I also prefer to avoid bloatware on my system as well….if possible. Since I’ve started using MX I find myself drifting farther away from some of the other popular Linux distributions. I can spend more time working with Linux, rather than constantly trying out new releases.
I’ve gone a few months without using a Mac, and I don’t miss it yet. I loaded MX onto my very inexpensive Lenovo IdeaPad 110S and it works like a champ. It’s a couple of years old now, but still going strong as a test machine. (Used for testing low resource supporting LINUX distributions).
There are times when I do reach for my Windows 10 laptop to check out any interesting developments in the Microsoft world.
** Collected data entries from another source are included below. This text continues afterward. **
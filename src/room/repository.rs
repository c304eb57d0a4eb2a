use async_trait::async_trait;
use std::collections::HashMap;
use std::sync::Mutex;
use tracing::{debug, info, instrument, warn};

use super::models::RoomModel;
use crate::shared::AppError;

/// Result of attempting to append a participant to a room
#[derive(Debug, Clone)]
pub enum AddParticipantResult {
    /// Participant recorded, returns updated room data
    Success(RoomModel),
    /// Room is now backed by a different session than the participant joined
    SessionChanged(RoomModel),
    /// Room has been ended, its session no longer takes participants
    RoomEnded(RoomModel),
    /// Room does not exist
    RoomNotFound,
}

/// Result of ending a room
#[derive(Debug, Clone)]
pub enum EndRoomResult {
    /// Room was active and is now ended; the snapshot holds the participants to remove
    Ended(RoomModel),
    /// Room had already been ended by an earlier request
    AlreadyEnded(RoomModel),
}

/// Trait for room repository operations
#[async_trait]
pub trait RoomRepository {
    async fn get_room(&self, name: &str) -> Result<Option<RoomModel>, AppError>;

    /// Inserts the room, replacing any existing entry with the same name
    async fn save_room(&self, room: &RoomModel) -> Result<(), AppError>;

    /// Atomically appends a participant if the room is still active and backed by `session_id`
    async fn add_participant(
        &self,
        name: &str,
        session_id: &str,
        participant_id: &str,
    ) -> Result<AddParticipantResult, AppError>;

    /// Atomically marks the room ended and returns the snapshot taken at that moment
    async fn mark_ended(&self, name: &str) -> Result<Option<EndRoomResult>, AppError>;
}

/// In-memory implementation of RoomRepository
///
/// Data is lost when the process exits.
pub struct InMemoryRoomRepository {
    rooms: Mutex<HashMap<String, RoomModel>>,
}

impl Default for InMemoryRoomRepository {
    fn default() -> Self {
        Self::new()
    }
}

impl InMemoryRoomRepository {
    /// Creates a new empty in-memory repository
    pub fn new() -> Self {
        Self {
            rooms: Mutex::new(HashMap::new()),
        }
    }

    fn lock(&self) -> Result<std::sync::MutexGuard<'_, HashMap<String, RoomModel>>, AppError> {
        self.rooms
            .lock()
            .map_err(|_| AppError::Internal("room store lock poisoned".to_string()))
    }

    #[cfg(test)]
    pub fn room_count(&self) -> usize {
        self.rooms.lock().unwrap().len()
    }
}

#[async_trait]
impl RoomRepository for InMemoryRoomRepository {
    #[instrument(skip(self))]
    async fn get_room(&self, name: &str) -> Result<Option<RoomModel>, AppError> {
        let room = self.lock()?.get(name).cloned();

        match &room {
            Some(r) => debug!(room = %name, session_id = %r.session_id, "Room found in memory"),
            None => debug!(room = %name, "Room not found in memory"),
        }

        Ok(room)
    }

    #[instrument(skip(self, room), fields(room_name = %room.name))]
    async fn save_room(&self, room: &RoomModel) -> Result<(), AppError> {
        let previous = self.lock()?.insert(room.name.clone(), room.clone());

        if let Some(previous) = previous {
            debug!(
                old_session_id = %previous.session_id,
                new_session_id = %room.session_id,
                "Replaced room in memory"
            );
        } else {
            debug!(session_id = %room.session_id, "Stored new room in memory");
        }

        Ok(())
    }

    #[instrument(skip(self))]
    async fn add_participant(
        &self,
        name: &str,
        session_id: &str,
        participant_id: &str,
    ) -> Result<AddParticipantResult, AppError> {
        let mut rooms = self.lock()?;

        let room = match rooms.get_mut(name) {
            Some(room) => room,
            None => {
                debug!(room = %name, "Room not found");
                return Ok(AddParticipantResult::RoomNotFound);
            }
        };

        if !room.is_active() {
            warn!(
                room = %name,
                session_id = %room.session_id,
                participant_id = %participant_id,
                "Room ended before participant was recorded"
            );
            return Ok(AddParticipantResult::RoomEnded(room.clone()));
        }

        if room.session_id != session_id {
            warn!(
                room = %name,
                expected_session_id = %session_id,
                current_session_id = %room.session_id,
                "Room session changed before participant was recorded"
            );
            return Ok(AddParticipantResult::SessionChanged(room.clone()));
        }

        room.add_participant(participant_id.to_string());

        info!(
            room = %name,
            participant_id = %participant_id,
            participant_count = room.participants.len(),
            "Participant recorded in room"
        );

        Ok(AddParticipantResult::Success(room.clone()))
    }

    #[instrument(skip(self))]
    async fn mark_ended(&self, name: &str) -> Result<Option<EndRoomResult>, AppError> {
        let mut rooms = self.lock()?;

        Ok(rooms.get_mut(name).map(|room| {
            if !room.is_active() {
                debug!(room = %name, session_id = %room.session_id, "Room already ended");
                return EndRoomResult::AlreadyEnded(room.clone());
            }
            room.end();
            debug!(
                room = %name,
                session_id = %room.session_id,
                participant_count = room.participants.len(),
                "Room marked ended"
            );
            EndRoomResult::Ended(room.clone())
        }))
    }
}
You might think this would be a good reason to duel boot Windows and Linux, or run Virtual machines. I’ve done that, but prefer to run Linux as the only Operating System on a dedicated laptop. If I need Windows for a quick test, I can install it on a spare laptop for a short time, and then re-use the machine to test other Linux distributions. This sounds like a hassle, but it works for me. I can even run Wine to use some Windows applications – like the new Wireshark release, and I have done that to test the 2.9 development releases. This does give you some productive options.
My goal is to be totally Windows free, and I’m getting closer as Linux distributions keep improving. For now, access to a Windows 10 machine is still useful, but it also feels like a limitation.
MX Package Installer does support flatpacks, which I was able to use to Install Wireshark stable (3.0). This will work for me for now until the MX Stable Repo replaces 18.104.22.168 with 3.0 This was a much simpler solution than using Wine or a Windows OS.